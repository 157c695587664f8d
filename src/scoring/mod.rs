//! Importance and relevance scoring.
//!
//! Everything here is a pure function of its inputs. The store talks to the
//! scorer only through [`MemoryScorer`], so the keyword heuristics can be
//! replaced (for example by an embedding-based scorer) without touching
//! store or retrieval control flow.
//!
//! # Importance
//!
//! | Signal | Adjustment |
//! |--------|------------|
//! | base | 0.5 |
//! | content longer than 200 chars | +0.1 |
//! | distinct entities | +0.05 each, at most +0.2 |
//! | distinct topics | +0.03 each, at most +0.15 |
//! | emphasis keyword | +0.1 |
//! | attention salience > 0.7 | +0.1 |
//! | value alignment > 0.8 | +0.15 |
//!
//! # Relevance
//!
//! `(jaccard + entity_bonus + topic_bonus) * confidence * (0.5 + 0.5 * importance)`,
//! clamped to `[0, 1]`.

mod keywords;

pub use keywords::{EMPHASIS_KEYWORDS, TRAIT_KEYWORDS, contains_emphasis, matching_traits};

use crate::models::{CollaborationHint, MemoryRecord, Valence};
use std::collections::{BTreeSet, HashSet};

const BASE_IMPORTANCE: f32 = 0.5;
const LONG_CONTENT_CHARS: usize = 200;
const LONG_CONTENT_BONUS: f32 = 0.1;
const ENTITY_STEP: f32 = 0.05;
const ENTITY_CAP: f32 = 0.2;
const TOPIC_STEP: f32 = 0.03;
const TOPIC_CAP: f32 = 0.15;
const EMPHASIS_BONUS: f32 = 0.1;

const SALIENCE_THRESHOLD: f32 = 0.7;
const SALIENCE_BONUS: f32 = 0.1;
const ALIGNMENT_THRESHOLD: f32 = 0.8;
const ALIGNMENT_BONUS: f32 = 0.15;
const WARM_THRESHOLD: f32 = 0.6;
const COLD_THRESHOLD: f32 = 0.4;

const ENTITY_MATCH_BONUS: f32 = 0.2;
const TOPIC_MATCH_BONUS: f32 = 0.15;

/// Clamps a score into `[0, 1]`, mapping NaN to 0.
#[must_use]
pub fn clamp_unit(value: f32) -> f32 {
    if value.is_nan() {
        0.0
    } else {
        value.clamp(0.0, 1.0)
    }
}

/// Splits text into a set of lowercased words with edge punctuation removed.
#[must_use]
pub fn tokenize(text: &str) -> HashSet<String> {
    text.split_whitespace()
        .map(|w| {
            w.trim_matches(|c: char| !c.is_alphanumeric())
                .to_lowercase()
        })
        .filter(|w| !w.is_empty())
        .collect()
}

/// Jaccard similarity of two sets; 0 when both are empty.
#[must_use]
#[allow(clippy::cast_precision_loss)]
pub fn jaccard(a: &HashSet<String>, b: &HashSet<String>) -> f32 {
    let union = a.union(b).count();
    if union == 0 {
        return 0.0;
    }
    let intersection = a.intersection(b).count();
    intersection as f32 / union as f32
}

/// Inputs to the importance heuristic.
#[derive(Debug, Clone, Copy)]
pub struct ImportanceInput<'a> {
    /// Record content.
    pub content: &'a str,
    /// Normalized entity tags.
    pub entities: &'a BTreeSet<String>,
    /// Normalized topic tags.
    pub topics: &'a BTreeSet<String>,
}

/// Importance and valence after collaboration hints are applied.
#[derive(Debug, Clone, Copy, PartialEq)]
pub struct HintOutcome {
    /// Adjusted importance.
    pub importance: f32,
    /// Adjusted valence.
    pub valence: Valence,
}

/// Pre-processed query text.
#[derive(Debug, Clone)]
pub struct QueryTerms {
    lowered: String,
    words: HashSet<String>,
}

impl QueryTerms {
    /// Prepares a query for scoring.
    #[must_use]
    pub fn new(query: &str) -> Self {
        Self {
            lowered: query.to_lowercase(),
            words: tokenize(query),
        }
    }

    /// Returns true if the query has no words.
    #[must_use]
    pub fn is_empty(&self) -> bool {
        self.words.is_empty()
    }
}

/// Heuristic content importance, clamped to `[0, 1]`.
#[must_use]
#[allow(clippy::cast_precision_loss)]
pub fn score_importance(input: &ImportanceInput<'_>) -> f32 {
    let mut importance = BASE_IMPORTANCE;
    if input.content.chars().count() > LONG_CONTENT_CHARS {
        importance += LONG_CONTENT_BONUS;
    }
    importance += (input.entities.len() as f32 * ENTITY_STEP).min(ENTITY_CAP);
    importance += (input.topics.len() as f32 * TOPIC_STEP).min(TOPIC_CAP);
    if contains_emphasis(input.content) {
        importance += EMPHASIS_BONUS;
    }
    clamp_unit(importance)
}

/// Applies collaboration hints to a freshly scored record.
///
/// Each boost applies at most once however many hints qualify. Only the first
/// tone hint is consulted, and only when `valence` is neutral.
#[must_use]
pub fn apply_hints(importance: f32, valence: Valence, hints: &[CollaborationHint]) -> HintOutcome {
    let mut importance = importance;
    let salient = hints.iter().any(|h| {
        matches!(h, CollaborationHint::Attention { salience } if *salience > SALIENCE_THRESHOLD)
    });
    if salient {
        importance = clamp_unit(importance + SALIENCE_BONUS);
    }
    let aligned = hints.iter().any(|h| {
        matches!(h, CollaborationHint::ValueAlignment { alignment } if *alignment > ALIGNMENT_THRESHOLD)
    });
    if aligned {
        importance = clamp_unit(importance + ALIGNMENT_BONUS);
    }

    let valence = if valence == Valence::Neutral {
        hints
            .iter()
            .find_map(|h| match h {
                CollaborationHint::Tone { warmth } => Some(*warmth),
                _ => None,
            })
            .map_or(valence, |warmth| {
                if warmth > WARM_THRESHOLD {
                    Valence::Positive
                } else if warmth < COLD_THRESHOLD {
                    Valence::Negative
                } else {
                    Valence::Neutral
                }
            })
    } else {
        valence
    };

    HintOutcome {
        importance,
        valence,
    }
}

/// Lexical relevance of `record` to `query`, weighted by the record's
/// confidence and importance and clamped to `[0, 1]`.
#[must_use]
pub fn score_relevance(query: &QueryTerms, record: &MemoryRecord) -> f32 {
    let mut record_terms = tokenize(&record.content);
    record_terms.extend(record.entities.iter().cloned());
    record_terms.extend(record.topics.iter().cloned());

    let mut relevance = jaccard(&query.words, &record_terms);
    if record
        .entities
        .iter()
        .any(|e| query.lowered.contains(e.as_str()))
    {
        relevance += ENTITY_MATCH_BONUS;
    }
    if record
        .topics
        .iter()
        .any(|t| query.lowered.contains(t.as_str()))
    {
        relevance += TOPIC_MATCH_BONUS;
    }

    clamp_unit(relevance * record.confidence * 0.5f32.mul_add(record.importance, 0.5))
}

/// Scoring seam used by the memory store.
pub trait MemoryScorer: Send + Sync {
    /// Importance of new content before hints are applied.
    fn importance(&self, input: &ImportanceInput<'_>) -> f32;

    /// Applies collaboration hints to importance and valence.
    fn adjust_for_hints(
        &self,
        importance: f32,
        valence: Valence,
        hints: &[CollaborationHint],
    ) -> HintOutcome;

    /// Relevance of a record to a prepared query.
    fn relevance(&self, query: &QueryTerms, record: &MemoryRecord) -> f32;

    /// Identity traits corroborated by a pattern's content.
    fn traits_for(&self, content: &str) -> Vec<&'static str>;
}

/// Keyword-table scorer.
#[derive(Debug, Clone, Copy, Default)]
pub struct HeuristicScorer;

impl MemoryScorer for HeuristicScorer {
    fn importance(&self, input: &ImportanceInput<'_>) -> f32 {
        score_importance(input)
    }

    fn adjust_for_hints(
        &self,
        importance: f32,
        valence: Valence,
        hints: &[CollaborationHint],
    ) -> HintOutcome {
        apply_hints(importance, valence, hints)
    }

    fn relevance(&self, query: &QueryTerms, record: &MemoryRecord) -> f32 {
        score_relevance(query, record)
    }

    fn traits_for(&self, content: &str) -> Vec<&'static str> {
        matching_traits(content)
    }
}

Your instructions:
Read the entries and show each line that mentions "store".

Expected answer:
//! Everything here is a pure function of its inputs. The store talks to the
//! store or retrieval control flow.
/// Scoring seam used by the memory store.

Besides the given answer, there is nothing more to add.